Aim of the exercise>
For the data below, please report each line where the word "while" is found.

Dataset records

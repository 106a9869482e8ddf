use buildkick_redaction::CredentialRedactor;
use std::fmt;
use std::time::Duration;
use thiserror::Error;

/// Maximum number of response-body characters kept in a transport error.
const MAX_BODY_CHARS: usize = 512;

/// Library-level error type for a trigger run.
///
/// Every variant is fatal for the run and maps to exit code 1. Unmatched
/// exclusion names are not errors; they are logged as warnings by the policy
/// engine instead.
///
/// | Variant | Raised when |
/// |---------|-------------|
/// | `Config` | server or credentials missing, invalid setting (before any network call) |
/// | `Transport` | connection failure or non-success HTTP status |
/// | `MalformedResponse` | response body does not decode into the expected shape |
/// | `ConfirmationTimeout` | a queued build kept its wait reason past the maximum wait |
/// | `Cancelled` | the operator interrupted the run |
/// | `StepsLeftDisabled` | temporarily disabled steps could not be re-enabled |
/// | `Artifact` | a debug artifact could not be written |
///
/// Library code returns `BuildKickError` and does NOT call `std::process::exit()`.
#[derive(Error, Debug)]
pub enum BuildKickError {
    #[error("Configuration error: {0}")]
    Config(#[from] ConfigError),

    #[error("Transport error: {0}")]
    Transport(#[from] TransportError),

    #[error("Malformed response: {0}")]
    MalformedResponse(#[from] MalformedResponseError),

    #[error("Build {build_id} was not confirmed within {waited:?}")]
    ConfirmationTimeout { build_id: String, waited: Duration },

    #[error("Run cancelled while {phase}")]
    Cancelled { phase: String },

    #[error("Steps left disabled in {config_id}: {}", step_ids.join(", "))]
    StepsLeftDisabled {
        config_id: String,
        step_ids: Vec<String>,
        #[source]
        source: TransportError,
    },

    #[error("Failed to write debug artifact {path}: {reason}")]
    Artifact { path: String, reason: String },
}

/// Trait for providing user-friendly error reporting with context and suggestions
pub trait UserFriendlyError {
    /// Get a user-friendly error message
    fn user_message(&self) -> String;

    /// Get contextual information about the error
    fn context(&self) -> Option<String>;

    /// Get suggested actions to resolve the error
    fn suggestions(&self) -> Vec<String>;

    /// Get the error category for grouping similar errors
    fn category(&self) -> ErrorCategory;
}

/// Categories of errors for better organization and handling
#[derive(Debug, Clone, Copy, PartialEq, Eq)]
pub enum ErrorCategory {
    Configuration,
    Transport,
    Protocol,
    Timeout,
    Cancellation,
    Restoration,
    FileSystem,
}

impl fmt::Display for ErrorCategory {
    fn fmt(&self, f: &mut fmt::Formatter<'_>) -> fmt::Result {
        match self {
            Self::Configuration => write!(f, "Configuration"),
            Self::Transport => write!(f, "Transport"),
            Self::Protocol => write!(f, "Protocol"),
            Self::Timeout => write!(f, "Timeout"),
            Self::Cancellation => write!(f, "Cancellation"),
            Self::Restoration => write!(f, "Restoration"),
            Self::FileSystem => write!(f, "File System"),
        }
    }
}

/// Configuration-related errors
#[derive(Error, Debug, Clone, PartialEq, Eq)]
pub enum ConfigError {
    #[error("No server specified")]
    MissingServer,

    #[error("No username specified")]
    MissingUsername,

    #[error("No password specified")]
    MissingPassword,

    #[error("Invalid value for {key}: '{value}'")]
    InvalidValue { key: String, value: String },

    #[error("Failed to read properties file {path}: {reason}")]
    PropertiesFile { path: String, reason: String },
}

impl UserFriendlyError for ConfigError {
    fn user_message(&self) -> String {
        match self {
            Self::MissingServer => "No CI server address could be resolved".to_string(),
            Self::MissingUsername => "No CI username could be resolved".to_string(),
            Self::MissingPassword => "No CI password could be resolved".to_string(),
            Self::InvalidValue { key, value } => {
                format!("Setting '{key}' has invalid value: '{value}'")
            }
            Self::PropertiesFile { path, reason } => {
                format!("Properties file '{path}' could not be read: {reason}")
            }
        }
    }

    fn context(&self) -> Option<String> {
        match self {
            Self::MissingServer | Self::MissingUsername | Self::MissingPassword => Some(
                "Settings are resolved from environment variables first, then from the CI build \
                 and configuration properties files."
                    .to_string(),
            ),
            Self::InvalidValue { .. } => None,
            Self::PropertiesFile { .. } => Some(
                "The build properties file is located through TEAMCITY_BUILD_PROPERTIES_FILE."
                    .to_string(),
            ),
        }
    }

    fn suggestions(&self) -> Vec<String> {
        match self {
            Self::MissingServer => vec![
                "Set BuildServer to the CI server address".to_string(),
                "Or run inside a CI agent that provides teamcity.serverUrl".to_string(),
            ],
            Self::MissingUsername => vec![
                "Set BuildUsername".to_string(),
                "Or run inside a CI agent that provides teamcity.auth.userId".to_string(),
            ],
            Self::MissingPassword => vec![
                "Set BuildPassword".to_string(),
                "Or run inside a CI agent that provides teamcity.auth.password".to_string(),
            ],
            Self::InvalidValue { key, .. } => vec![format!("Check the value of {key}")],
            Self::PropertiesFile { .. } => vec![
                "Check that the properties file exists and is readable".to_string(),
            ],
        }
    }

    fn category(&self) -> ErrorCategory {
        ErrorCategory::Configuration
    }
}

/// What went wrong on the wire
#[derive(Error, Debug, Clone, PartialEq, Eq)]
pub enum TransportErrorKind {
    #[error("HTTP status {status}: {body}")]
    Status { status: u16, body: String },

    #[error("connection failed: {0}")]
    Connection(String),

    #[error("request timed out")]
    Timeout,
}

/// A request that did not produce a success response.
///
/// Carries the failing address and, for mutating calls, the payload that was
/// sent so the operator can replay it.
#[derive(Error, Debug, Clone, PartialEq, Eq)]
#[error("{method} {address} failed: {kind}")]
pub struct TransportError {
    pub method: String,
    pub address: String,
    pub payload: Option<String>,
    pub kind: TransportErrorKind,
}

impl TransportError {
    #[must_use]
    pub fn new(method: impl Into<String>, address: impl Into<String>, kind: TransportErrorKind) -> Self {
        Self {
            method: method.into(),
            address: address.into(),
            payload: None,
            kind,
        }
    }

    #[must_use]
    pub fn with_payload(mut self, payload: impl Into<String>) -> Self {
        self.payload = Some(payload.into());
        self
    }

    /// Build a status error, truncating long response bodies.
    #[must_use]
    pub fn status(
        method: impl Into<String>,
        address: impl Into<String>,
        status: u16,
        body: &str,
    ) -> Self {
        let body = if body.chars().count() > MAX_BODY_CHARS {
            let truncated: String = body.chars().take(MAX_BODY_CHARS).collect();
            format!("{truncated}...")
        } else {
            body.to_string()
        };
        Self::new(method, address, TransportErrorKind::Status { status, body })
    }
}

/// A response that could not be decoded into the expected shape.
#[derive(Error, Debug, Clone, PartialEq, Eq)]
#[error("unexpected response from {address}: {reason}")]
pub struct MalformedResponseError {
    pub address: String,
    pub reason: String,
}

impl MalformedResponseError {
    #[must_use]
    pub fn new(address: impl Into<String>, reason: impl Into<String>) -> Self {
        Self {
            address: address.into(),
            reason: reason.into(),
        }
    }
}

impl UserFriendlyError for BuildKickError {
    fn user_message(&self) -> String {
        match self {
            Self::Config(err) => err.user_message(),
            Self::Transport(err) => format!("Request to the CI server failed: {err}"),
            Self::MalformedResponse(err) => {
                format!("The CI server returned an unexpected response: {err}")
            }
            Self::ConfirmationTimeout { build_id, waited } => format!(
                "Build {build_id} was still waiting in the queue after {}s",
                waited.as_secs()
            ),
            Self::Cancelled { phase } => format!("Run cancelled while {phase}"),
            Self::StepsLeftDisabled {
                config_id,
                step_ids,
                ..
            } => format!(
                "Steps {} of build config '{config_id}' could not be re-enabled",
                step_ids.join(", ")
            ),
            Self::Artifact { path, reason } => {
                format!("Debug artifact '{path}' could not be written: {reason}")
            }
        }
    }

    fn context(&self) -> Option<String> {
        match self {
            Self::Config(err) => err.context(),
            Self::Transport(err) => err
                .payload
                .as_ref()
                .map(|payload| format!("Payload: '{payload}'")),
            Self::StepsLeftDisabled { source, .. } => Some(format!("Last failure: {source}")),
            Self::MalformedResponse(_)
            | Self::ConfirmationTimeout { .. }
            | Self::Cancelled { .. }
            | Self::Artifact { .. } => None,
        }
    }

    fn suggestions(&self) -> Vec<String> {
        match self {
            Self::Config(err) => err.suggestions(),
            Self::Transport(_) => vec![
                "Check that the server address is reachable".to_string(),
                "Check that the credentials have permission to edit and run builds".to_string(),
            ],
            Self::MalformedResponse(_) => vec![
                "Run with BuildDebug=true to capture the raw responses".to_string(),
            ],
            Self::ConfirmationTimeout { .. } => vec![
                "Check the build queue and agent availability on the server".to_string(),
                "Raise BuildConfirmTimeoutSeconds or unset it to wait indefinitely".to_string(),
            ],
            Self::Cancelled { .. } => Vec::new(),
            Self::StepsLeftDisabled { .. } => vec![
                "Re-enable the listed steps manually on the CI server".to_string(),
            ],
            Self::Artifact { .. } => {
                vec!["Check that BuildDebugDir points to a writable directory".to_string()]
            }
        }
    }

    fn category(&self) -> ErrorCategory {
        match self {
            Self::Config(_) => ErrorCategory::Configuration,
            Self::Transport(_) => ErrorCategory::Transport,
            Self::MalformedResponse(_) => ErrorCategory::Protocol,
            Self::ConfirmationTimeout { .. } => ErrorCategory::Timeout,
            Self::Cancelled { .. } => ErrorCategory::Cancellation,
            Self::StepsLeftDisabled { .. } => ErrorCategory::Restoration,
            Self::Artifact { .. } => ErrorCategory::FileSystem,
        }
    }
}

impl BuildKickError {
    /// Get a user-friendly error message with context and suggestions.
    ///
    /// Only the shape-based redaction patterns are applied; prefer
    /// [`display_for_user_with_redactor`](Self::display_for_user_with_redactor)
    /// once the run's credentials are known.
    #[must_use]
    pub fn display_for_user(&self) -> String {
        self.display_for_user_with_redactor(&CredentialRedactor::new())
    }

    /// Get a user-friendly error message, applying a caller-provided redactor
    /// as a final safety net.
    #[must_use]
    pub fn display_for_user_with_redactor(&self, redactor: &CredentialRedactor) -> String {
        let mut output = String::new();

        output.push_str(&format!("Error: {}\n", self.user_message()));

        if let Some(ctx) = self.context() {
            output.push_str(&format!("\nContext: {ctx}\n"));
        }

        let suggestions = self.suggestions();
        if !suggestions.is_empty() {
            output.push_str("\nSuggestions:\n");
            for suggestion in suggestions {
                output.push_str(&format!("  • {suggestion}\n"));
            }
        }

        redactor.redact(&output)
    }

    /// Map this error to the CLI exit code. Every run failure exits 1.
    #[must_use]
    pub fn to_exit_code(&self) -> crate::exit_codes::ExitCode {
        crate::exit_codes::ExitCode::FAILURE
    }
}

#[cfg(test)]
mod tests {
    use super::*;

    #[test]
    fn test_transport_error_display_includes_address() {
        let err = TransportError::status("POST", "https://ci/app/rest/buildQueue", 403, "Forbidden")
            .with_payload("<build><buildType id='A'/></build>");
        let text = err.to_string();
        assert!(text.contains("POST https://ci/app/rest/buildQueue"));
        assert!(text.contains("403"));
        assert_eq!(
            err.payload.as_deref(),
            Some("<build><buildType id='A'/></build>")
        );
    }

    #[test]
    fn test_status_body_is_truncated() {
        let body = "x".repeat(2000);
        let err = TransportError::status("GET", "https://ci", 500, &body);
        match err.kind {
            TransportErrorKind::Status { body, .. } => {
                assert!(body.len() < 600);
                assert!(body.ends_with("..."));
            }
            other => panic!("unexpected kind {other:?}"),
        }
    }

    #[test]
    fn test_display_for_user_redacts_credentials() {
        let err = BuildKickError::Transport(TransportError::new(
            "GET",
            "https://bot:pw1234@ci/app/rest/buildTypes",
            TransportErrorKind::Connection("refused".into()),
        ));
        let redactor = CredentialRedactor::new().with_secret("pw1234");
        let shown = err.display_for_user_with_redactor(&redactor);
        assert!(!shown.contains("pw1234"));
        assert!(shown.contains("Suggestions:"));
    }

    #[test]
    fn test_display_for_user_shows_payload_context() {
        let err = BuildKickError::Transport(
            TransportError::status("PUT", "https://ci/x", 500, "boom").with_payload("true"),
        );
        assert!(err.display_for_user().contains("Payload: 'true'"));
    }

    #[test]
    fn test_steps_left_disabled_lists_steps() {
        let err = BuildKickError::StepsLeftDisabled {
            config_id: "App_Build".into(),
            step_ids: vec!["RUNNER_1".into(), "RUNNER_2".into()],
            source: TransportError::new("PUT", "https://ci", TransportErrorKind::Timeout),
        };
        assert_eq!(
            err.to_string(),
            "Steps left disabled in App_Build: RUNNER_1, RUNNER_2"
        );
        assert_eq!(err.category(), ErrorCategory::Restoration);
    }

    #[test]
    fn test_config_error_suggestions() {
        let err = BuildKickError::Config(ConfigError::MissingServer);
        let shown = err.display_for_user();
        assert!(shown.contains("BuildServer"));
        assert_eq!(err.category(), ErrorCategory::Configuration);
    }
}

Solution to the problem>
    #[error("Run cancelled while {phase}")]
            Self::Cancelled { phase } => format!("Run cancelled while {phase}"),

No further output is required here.